When they came back, they were talking of Mr Gray. Miss Galindo was unsparing in her expressions of opinion about him: going much farther than my lady – in her language, at least.
“A little blushing man like him, who can’t say bo to a goose without hesitating and colouring, to come to this village – which is as good a village as ever lived – and cry us down for a set of sinners, as if we had all committed murder and that other thing! – I have no patience with him, my lady. And then, how is he to help us to heaven, by teaching us our a b, ab – b a, ba? And yet, by all accounts, that’s to save poor children’s souls. O, I knew your ladyship would agree with me. I am sure my mother was as good a creature as ever breathed the blessed air; and if she’s not gone to heaven I don’t want to go there; and she could not spell a letter decently. And does Mr Gray think God took note of that?”
“I was sure you would agree with me, Miss Galindo,” said my lady. “You and I can remember how this talk about education – Rousseau, and his writings – stirred up the French people to their Reign of Terror, and all those bloody scenes.”
“I’m afraid that Rousseau and Mr Gray are birds of a feather,” replied Miss Galindo, shaking her head. “And yet there is some good in the young man too. He sat up all night with Billy Davis, when his wife was fairly worn out with nursing him.”
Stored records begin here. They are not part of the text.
// Copyright (c) 2025 Fabstir
// SPDX-License-Identifier: BUSL-1.1
//! Retrieval context types shared with the generation pipeline

use serde::{Deserialize, Serialize};
use std::collections::BTreeMap;

/// Prefix of inline image placeholders, as in `[img:<id>]`
pub const PLACEHOLDER_PREFIX: &str = "[img:";

/// Build the inline placeholder token for an image id
pub fn placeholder_token(image_id: &str) -> String {
    format!("{}{}]", PLACEHOLDER_PREFIX, image_id)
}

/// An image referenced by retrieved context
#[derive(Debug, Clone, PartialEq, Eq, Serialize, Deserialize)]
#[serde(rename_all = "camelCase")]
pub struct ImageDescriptor {
    pub image_id: String,
    pub url: String,
    #[serde(default, skip_serializing_if = "Option::is_none")]
    pub caption: Option<String>,
}

/// A source cited by the assembled context
#[derive(Debug, Clone, PartialEq, Eq, Serialize, Deserialize)]
#[serde(rename_all = "camelCase")]
pub struct Citation {
    pub url: String,
    pub title: String,
    #[serde(default, skip_serializing_if = "Option::is_none")]
    pub snippet: Option<String>,
}

/// Retrieval context handed from the retrieval step to generation
///
/// Every placeholder token inside `context` is expected to have an entry in
/// `image_map`. Producers own that contract; the header encoders do not check it.
#[derive(Debug, Clone, Default, PartialEq, Eq, Serialize, Deserialize)]
#[serde(rename_all = "camelCase")]
pub struct RagContextResponse {
    /// Assembled context text
    pub context: String,
    pub citations: Vec<Citation>,
    /// Related images, in display order
    pub images: Vec<ImageDescriptor>,
    /// Placeholder token to image, sorted by token
    pub image_map: BTreeMap<String, ImageDescriptor>,
    pub query_id: String,
    pub total_chunks: usize,
}

impl RagContextResponse {
    /// Register an image under its placeholder token and return the token
    pub fn insert_image(&mut self, image: ImageDescriptor) -> String {
        let token = placeholder_token(&image.image_id);
        self.image_map.insert(token.clone(), image);
        token
    }

    /// Placeholder tokens found in `context` with no `image_map` entry
    pub fn unresolved_placeholders(&self) -> Vec<String> {
        let mut missing = Vec::new();
        let mut rest = self.context.as_str();

        while let Some(start) = rest.find(PLACEHOLDER_PREFIX) {
            let candidate = &rest[start..];
            match candidate.find(']') {
                Some(end) => {
                    let token = &candidate[..=end];
                    if !self.image_map.contains_key(token) && !missing.iter().any(|t| t == token) {
                        missing.push(token.to_string());
                    }
                    rest = &candidate[end + 1..];
                }
                None => break,
            }
        }
        missing
    }
}
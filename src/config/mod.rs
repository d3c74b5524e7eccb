// Copyright (c) 2025 Fabstir
// SPDX-License-Identifier: BUSL-1.1
//! Process configuration
//!
//! Loaded once at startup and validated eagerly. Every problem is reported
//! together through [`ConfigError::Invalid`].

use std::env;
use std::str::FromStr;
use thiserror::Error;

use crate::quota::QuotaConfig;
use crate::search::SearchConfig;

/// Configuration errors raised at startup
#[derive(Debug, Error, PartialEq, Eq)]
pub enum ConfigError {
    /// An environment variable is set but does not parse
    #[error("{name}={value} is not a valid number")]
    InvalidNumber { name: String, value: String },

    /// One or more settings are out of range
    #[error("Invalid configuration: {}", problems.join("; "))]
    Invalid { problems: Vec<String> },
}

/// Read and parse an optional environment variable
pub(crate) fn parse_env<T: FromStr>(name: &str) -> Result<Option<T>, ConfigError> {
    match env::var(name) {
        Err(_) => Ok(None),
        Ok(value) => value
            .trim()
            .parse()
            .map(Some)
            .map_err(|_| ConfigError::InvalidNumber {
                name: name.to_string(),
                value,
            }),
    }
}

/// Everything this crate reads from its environment
#[derive(Debug, Clone, Default)]
pub struct RagCoreConfig {
    pub search: SearchConfig,
    pub quota: QuotaConfig,
}

impl RagCoreConfig {
    /// Load from the environment (and a `.env` file when present)
    pub fn from_env() -> Result<Self, ConfigError> {
        dotenv::dotenv().ok();
        Ok(Self {
            search: SearchConfig::from_env()?,
            quota: QuotaConfig::from_env()?,
        })
    }

    /// Load and validate in one step
    pub fn load() -> Result<Self, ConfigError> {
        let config = Self::from_env()?;
        config.validate()?;
        Ok(config)
    }

    /// Validate every section
    pub fn validate(&self) -> Result<(), ConfigError> {
        let mut problems = self.search.problems();
        problems.extend(self.quota.problems());

        if problems.is_empty() {
            Ok(())
        } else {
            Err(ConfigError::Invalid { problems })
        }
    }
}
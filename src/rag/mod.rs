// Copyright (c) 2025 Fabstir
// SPDX-License-Identifier: BUSL-1.1
//! Retrieval context packaging
//!
//! Encodes the image parts of a [`RagContextResponse`] into size-bounded,
//! header-safe strings and decodes them on the receiving side.

pub mod encoding;
pub mod errors;
pub mod headers;
pub mod types;

pub use encoding::{
    decode_rag_images_header, decode_related_images_header, encode_rag_images_for_header,
    encode_related_images_for_header, HeaderEncoding,
};
pub use errors::ContextEncodingError;
pub use headers::{
    insert_rag_headers, read_rag_images, read_related_images, HeaderOutcome, RagHeaderReport,
    RAG_IMAGES_HEADER, RELATED_IMAGES_HEADER,
};
pub use types::{placeholder_token, Citation, ImageDescriptor, RagContextResponse};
“Did he, indeed!” said my lady, her face lighting up, as it always did when she heard of any kind or generous action, no matter who performed it. “What a pity he is bitten with these new revolutionary ideas, and is so much for disturbing the established order of society!”
When Miss Galindo went, she left so favourable an impression of her visit on my lady, that she said to me with a pleased smile –
“I think I have provided Mr Horner with a far better clerk than he would have made of that lad Gregson in twenty years. And I will send the lad to my lord’s grieve, in Scotland, that he may be kept out of harm’s way.”
But something happened to the lad before this purpose could be accomplished.
Chapter 10
The next morning, Miss Galindo made her appearance, and, by some mistake, unusual to my lady’s well trained servants, was shown into the room where I was trying to walk; for a certain amount of exercise was prescribed for me, painful although the exertion had become.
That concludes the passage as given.